La ministre des Transports, de l’Aviation civile et de la Météorologie nationale, Fatima Goukouni Weddeye, a présidé, ce vendredi 13 février 2026 à N’Djamena, la cérémonie d’ouverture de l’atelier sous-régional consacré au renforcement de la coordination nationale pour la fourniture de services météorologiques, hydrologiques et climatiques en faveur du développement durable.
Organisé par l’Organisation météorologique mondiale (OMM), cet atelier fait suite à celui consacré au renforcement des mécanismes de coordination et de communication en appui à la production et à la diffusion des alertes précoces, tenu avec des experts techniques. Il réunit les secrétaires permanents représentant les pays membres de l’OMM d’Afrique centrale et de l’Ouest.

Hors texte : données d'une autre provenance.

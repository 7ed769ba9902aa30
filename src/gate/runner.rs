use sea_orm::{DatabaseConnection, DbErr};
use thiserror::Error;
use uuid::Uuid;

use super::{DashboardState, Effect, GateError, GateEvent};
use crate::db::roles as role_db;
use crate::models::roles::Role;

#[derive(Debug, Error)]
pub enum GateFailure {
    #[error("failed to load roles: {0}")]
    LoadRoles(#[source] DbErr),
    #[error("failed to create the {} role", .role.as_str())]
    CreateRole {
        role: Role,
        /// State the gate stays in.
        state: DashboardState,
        #[source]
        source: DbErr,
    },
    #[error(transparent)]
    Transition(#[from] GateError),
}

/// Fetch the user's roles and resolve the initial gate state.
pub async fn load(db: &DatabaseConnection, user_id: Uuid) -> Result<DashboardState, GateFailure> {
    let held = role_db::get_roles_for_user(db, user_id)
        .await
        .map_err(GateFailure::LoadRoles)?;

    Ok(DashboardState::enter()
        .apply(GateEvent::RolesLoaded(held))?
        .state)
}

/// Choose a dashboard, creating the role record first when it is not held.
///
/// Choosing a role the user already holds never writes.
pub async fn choose(
    db: &DatabaseConnection,
    user_id: Uuid,
    role: Role,
) -> Result<DashboardState, GateFailure> {
    let current = load(db, user_id).await?;
    let transition = current.apply(GateEvent::Choose(role))?;

    let Some(Effect::CreateRole(role)) = transition.effect else {
        return Ok(transition.state);
    };

    match role_db::ensure_role(db, user_id, role).await {
        Ok(created) => {
            if created {
                tracing::info!(%user_id, role = role.as_str(), "role enabled from dashboard gate");
            }
            Ok(transition.state.apply(GateEvent::RoleCreated(role))?.state)
        }
        Err(source) => {
            let state = transition.state.apply(GateEvent::RoleCreationFailed)?.state;
            Err(GateFailure::CreateRole {
                role,
                state,
                source,
            })
        }
    }
}
use jsonwebtoken::{Algorithm, DecodingKey, Validation, decode, decode_header};
use moka::future::Cache;
use serde::Deserialize;
use std::sync::Arc;
use std::time::Duration;
use tracing::debug;

use super::AuthError;
use super::jwt::Claims;

const JWKS_PATH: &str = "/auth/v1/.well-known/jwks.json";

/// One entry of the project's JSON Web Key Set (EC keys only).
#[derive(Debug, Clone, Deserialize)]
struct Jwk {
    kid: String,
    x: Option<String>,
    y: Option<String>,
    alg: Option<String>,
}

#[derive(Debug, Deserialize)]
struct JwkSet {
    keys: Vec<Jwk>,
}

#[derive(Clone)]
struct VerifyingKey {
    key: DecodingKey,
    algorithm: Algorithm,
}

/// Signing keys fetched from the Supabase project, cached per `kid`.
#[derive(Clone)]
pub struct JwksCache {
    cache: Arc<Cache<String, VerifyingKey>>,
    jwks_url: String,
    client: reqwest::Client,
    anon_key: String,
}

impl JwksCache {
    pub fn new(supabase_url: &str, anon_key: &str) -> Self {
        let cache = Arc::new(
            Cache::builder()
                .time_to_live(Duration::from_secs(3600))
                .max_capacity(10)
                .build(),
        );

        Self {
            cache,
            jwks_url: format!("{}{JWKS_PATH}", supabase_url.trim_end_matches('/')),
            client: reqwest::Client::new(),
            anon_key: anon_key.to_string(),
        }
    }

    async fn fetch_keys(&self) -> Result<JwkSet, AuthError> {
        debug!("Fetching JWKS from {}", self.jwks_url);

        let response = self
            .client
            .get(&self.jwks_url)
            .header("apikey", &self.anon_key)
            .send()
            .await
            .map_err(|e| AuthError::KeyFetch(e.to_string()))?;

        let status = response.status();
        if !status.is_success() {
            return Err(AuthError::KeyFetch(format!("HTTP {status}")));
        }

        response
            .json::<JwkSet>()
            .await
            .map_err(|e| AuthError::KeyFetch(format!("invalid JWKS document: {e}")))
    }

    async fn verifying_key(&self, kid: &str) -> Result<VerifyingKey, AuthError> {
        if let Some(cached) = self.cache.get(kid).await {
            return Ok(cached);
        }

        let jwk = self
            .fetch_keys()
            .await?
            .keys
            .into_iter()
            .find(|k| k.kid == kid)
            .ok_or_else(|| AuthError::UnknownKey(kid.to_string()))?;

        let (Some(x), Some(y)) = (jwk.x.as_deref(), jwk.y.as_deref()) else {
            return Err(AuthError::UnknownKey(kid.to_string()));
        };

        let algorithm = match jwk.alg.as_deref() {
            Some("ES384") => Algorithm::ES384,
            _ => Algorithm::ES256,
        };
        let key = DecodingKey::from_ec_components(x, y)
            .map_err(|e| AuthError::InvalidToken(e.to_string()))?;

        let verifying = VerifyingKey { key, algorithm };
        self.cache.insert(kid.to_string(), verifying.clone()).await;
        Ok(verifying)
    }

    pub async fn validate_token(&self, token: &str) -> Result<Claims, AuthError> {
        let header = decode_header(token).map_err(|e| AuthError::InvalidToken(e.to_string()))?;
        let kid = header.kid.ok_or(AuthError::MissingKeyId)?;

        let VerifyingKey { key, algorithm } = self.verifying_key(&kid).await?;

        let mut validation = Validation::new(algorithm);
        validation.validate_aud = false;

        decode::<Claims>(token, &key, &validation)
            .map(|data| data.claims)
            .map_err(|e| AuthError::InvalidToken(format!("{:?}", e.kind())))
    }
}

La secrétaire générale de l’OMM, Celeste Saulo, a salué les efforts déployés par les États en matière de résilience climatique et a plaidé pour des actions concertées afin de mieux protéger les populations face aux risques croissants liés au climat, rappelant que « le climat n’a pas de passeport, tout comme l’eau ».
La ministre Fatima Goukouni Weddeye a souligné que, face à l’intensification des phénomènes climatiques extrêmes, la consolidation des systèmes nationaux d’information météorologique et hydrologique constitue un impératif stratégique. Elle a insisté sur la nécessité d’anticiper les risques, de renforcer la résilience des territoires et d’appuyer la prise de décision publique, notamment dans les secteurs prioritaires que sont l’agriculture, les transports, la gestion des ressources en eau et la protection civile.
Elle a, par ailleurs, réaffirmé l’engagement du Gouvernement à promouvoir une gouvernance climatique moderne, intégrée et efficace, au service du développement durable et de la sécurité des populations. Elle a annoncé la création d’une station de qualité de l’air à N’Djaména ainsi que l’amélioration de la production et de la diffusion des bulletins météorologiques. Elle a également annoncé la construction et l’équipement d’une salle de veille hydrométéorologique.
La ministre a invité les participants à prendre en compte plusieurs priorités dans leurs échanges : les mécanismes permettant de garantir un financement opérationnel stable pour les services météorologiques nationaux ; le renforcement des capacités des cadres et des institutions en charge de la météorologie ; l’extension, la modernisation et la maintenance des réseaux d’observation, ainsi que leur alimentation en énergie fiable ; la mise en place et le renforcement des cadres juridiques permettant l’autonomie opérationnelle des services météorologiques et hydrologiques ; et la promotion des mécanismes de coopération régionale pour le partage des données, l’interopérabilité et la diffusion rapide des alertes.
À travers cette initiative, le ministère des Transports et ses partenaires entendent consolider la coopération technique sous-régionale et positionner les services météorologiques, hydrologiques et climatiques comme de véritables leviers de prévention des risques, de résilience et de développement durable au bénéfice des populations.